[Start of section]
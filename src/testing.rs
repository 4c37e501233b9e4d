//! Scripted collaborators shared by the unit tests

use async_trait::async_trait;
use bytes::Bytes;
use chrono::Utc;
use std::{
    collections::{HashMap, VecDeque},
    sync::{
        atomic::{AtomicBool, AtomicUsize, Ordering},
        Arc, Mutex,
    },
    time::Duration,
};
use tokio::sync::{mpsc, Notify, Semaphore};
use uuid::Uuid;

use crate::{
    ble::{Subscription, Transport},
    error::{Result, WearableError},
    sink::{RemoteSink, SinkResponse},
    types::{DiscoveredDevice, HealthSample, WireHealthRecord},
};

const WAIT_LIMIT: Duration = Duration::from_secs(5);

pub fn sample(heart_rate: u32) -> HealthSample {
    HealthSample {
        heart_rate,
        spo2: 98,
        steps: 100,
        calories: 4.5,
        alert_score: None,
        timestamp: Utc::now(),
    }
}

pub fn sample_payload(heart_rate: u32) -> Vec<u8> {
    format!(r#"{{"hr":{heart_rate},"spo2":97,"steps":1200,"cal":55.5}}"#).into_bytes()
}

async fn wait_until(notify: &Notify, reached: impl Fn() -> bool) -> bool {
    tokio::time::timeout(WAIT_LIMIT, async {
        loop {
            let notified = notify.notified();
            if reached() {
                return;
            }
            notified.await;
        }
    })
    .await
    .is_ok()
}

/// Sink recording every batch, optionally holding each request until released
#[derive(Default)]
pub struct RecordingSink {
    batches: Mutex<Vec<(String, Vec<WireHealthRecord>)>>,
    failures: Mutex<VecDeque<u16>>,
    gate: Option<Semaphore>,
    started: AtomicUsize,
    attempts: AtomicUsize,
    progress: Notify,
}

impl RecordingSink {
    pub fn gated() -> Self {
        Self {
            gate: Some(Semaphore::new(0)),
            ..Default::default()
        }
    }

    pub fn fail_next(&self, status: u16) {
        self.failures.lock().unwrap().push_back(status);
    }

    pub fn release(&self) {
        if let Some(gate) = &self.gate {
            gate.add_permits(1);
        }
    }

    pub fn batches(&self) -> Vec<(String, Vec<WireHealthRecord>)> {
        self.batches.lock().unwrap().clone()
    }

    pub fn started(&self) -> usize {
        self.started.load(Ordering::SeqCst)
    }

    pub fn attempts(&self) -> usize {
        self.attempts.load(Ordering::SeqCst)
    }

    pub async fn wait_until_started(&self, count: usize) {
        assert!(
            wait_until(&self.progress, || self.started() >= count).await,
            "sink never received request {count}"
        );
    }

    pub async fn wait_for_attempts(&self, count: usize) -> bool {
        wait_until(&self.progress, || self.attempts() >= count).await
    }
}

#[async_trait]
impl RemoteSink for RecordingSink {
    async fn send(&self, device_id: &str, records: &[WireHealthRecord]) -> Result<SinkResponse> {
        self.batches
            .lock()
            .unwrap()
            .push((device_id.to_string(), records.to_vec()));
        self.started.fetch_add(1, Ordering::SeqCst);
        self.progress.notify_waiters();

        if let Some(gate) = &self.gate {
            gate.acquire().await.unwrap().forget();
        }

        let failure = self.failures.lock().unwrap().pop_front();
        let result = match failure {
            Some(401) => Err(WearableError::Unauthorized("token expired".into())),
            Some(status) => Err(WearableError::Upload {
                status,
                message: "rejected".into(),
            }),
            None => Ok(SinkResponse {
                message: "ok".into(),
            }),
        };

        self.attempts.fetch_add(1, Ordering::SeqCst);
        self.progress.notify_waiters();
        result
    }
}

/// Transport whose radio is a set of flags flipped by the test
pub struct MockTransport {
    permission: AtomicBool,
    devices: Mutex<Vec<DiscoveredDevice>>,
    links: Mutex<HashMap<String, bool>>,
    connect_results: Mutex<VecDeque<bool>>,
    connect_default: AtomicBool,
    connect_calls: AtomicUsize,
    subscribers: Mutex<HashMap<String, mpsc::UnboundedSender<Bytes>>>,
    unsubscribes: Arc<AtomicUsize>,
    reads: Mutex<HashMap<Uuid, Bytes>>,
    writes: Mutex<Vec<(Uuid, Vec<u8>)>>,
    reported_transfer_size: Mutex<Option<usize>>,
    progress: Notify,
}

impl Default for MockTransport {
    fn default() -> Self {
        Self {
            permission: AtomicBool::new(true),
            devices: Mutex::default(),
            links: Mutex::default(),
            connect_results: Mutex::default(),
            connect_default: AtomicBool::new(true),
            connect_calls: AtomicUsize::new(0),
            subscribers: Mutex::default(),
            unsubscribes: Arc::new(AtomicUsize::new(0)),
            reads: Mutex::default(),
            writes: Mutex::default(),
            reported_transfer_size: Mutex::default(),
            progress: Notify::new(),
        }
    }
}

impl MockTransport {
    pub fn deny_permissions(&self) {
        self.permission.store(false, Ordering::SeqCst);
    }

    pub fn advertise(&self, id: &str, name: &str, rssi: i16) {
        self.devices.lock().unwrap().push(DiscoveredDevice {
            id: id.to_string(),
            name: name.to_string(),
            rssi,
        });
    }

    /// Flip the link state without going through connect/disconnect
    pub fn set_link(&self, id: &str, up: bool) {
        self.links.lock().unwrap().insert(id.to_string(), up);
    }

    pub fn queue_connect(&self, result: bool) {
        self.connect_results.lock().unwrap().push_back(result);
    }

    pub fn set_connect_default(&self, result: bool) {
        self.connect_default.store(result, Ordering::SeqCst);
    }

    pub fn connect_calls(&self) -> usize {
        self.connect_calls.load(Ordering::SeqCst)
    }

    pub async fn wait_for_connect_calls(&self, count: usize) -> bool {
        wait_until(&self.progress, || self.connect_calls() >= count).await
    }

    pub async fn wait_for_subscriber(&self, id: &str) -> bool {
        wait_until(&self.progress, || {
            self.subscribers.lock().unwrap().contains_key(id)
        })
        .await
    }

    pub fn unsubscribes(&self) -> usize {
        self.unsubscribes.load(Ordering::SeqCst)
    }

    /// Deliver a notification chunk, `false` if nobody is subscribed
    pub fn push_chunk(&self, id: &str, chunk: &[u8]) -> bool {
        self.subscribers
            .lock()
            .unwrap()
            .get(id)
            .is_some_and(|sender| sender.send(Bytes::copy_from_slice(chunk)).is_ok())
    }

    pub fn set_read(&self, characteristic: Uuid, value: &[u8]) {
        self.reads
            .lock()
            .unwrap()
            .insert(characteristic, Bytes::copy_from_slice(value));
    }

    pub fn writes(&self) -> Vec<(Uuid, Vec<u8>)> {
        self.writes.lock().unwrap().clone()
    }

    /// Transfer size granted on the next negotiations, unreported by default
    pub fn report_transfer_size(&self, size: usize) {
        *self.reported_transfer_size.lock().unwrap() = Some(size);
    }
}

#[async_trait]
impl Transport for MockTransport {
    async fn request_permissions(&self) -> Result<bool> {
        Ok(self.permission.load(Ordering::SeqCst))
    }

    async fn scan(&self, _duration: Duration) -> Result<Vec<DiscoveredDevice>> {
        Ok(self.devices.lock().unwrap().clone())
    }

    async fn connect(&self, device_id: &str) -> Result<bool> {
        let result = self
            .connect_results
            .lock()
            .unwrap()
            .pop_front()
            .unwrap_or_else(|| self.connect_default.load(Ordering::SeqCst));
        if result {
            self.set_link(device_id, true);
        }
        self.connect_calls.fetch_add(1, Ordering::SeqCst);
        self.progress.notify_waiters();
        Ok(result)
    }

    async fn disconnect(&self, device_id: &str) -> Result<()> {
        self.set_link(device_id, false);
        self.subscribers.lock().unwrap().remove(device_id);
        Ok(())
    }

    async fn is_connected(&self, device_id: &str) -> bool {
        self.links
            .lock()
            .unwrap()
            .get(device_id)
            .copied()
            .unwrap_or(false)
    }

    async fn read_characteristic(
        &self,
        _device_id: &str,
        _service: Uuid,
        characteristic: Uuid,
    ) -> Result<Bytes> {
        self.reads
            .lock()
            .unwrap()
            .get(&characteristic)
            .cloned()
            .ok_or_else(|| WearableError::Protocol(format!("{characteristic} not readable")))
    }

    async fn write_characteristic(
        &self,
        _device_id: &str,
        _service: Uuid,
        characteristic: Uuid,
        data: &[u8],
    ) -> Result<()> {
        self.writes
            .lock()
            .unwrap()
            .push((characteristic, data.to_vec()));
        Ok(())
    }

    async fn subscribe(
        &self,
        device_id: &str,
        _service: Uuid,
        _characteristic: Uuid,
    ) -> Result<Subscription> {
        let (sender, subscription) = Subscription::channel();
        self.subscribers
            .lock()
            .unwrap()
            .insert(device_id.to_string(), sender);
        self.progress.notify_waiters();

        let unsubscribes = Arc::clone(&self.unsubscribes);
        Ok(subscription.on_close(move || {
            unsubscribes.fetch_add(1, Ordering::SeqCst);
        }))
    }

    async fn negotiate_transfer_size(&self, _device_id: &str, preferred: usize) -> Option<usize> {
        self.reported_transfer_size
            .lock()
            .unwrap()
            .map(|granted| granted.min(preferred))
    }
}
[End of section]
### TRY IT
The expected answer is a copy of each line above containing "mpsc".

### RESULT OF THIS TASK
use tokio::sync::{mpsc, Notify, Semaphore};
    subscribers: Mutex<HashMap<String, mpsc::UnboundedSender<Bytes>>>,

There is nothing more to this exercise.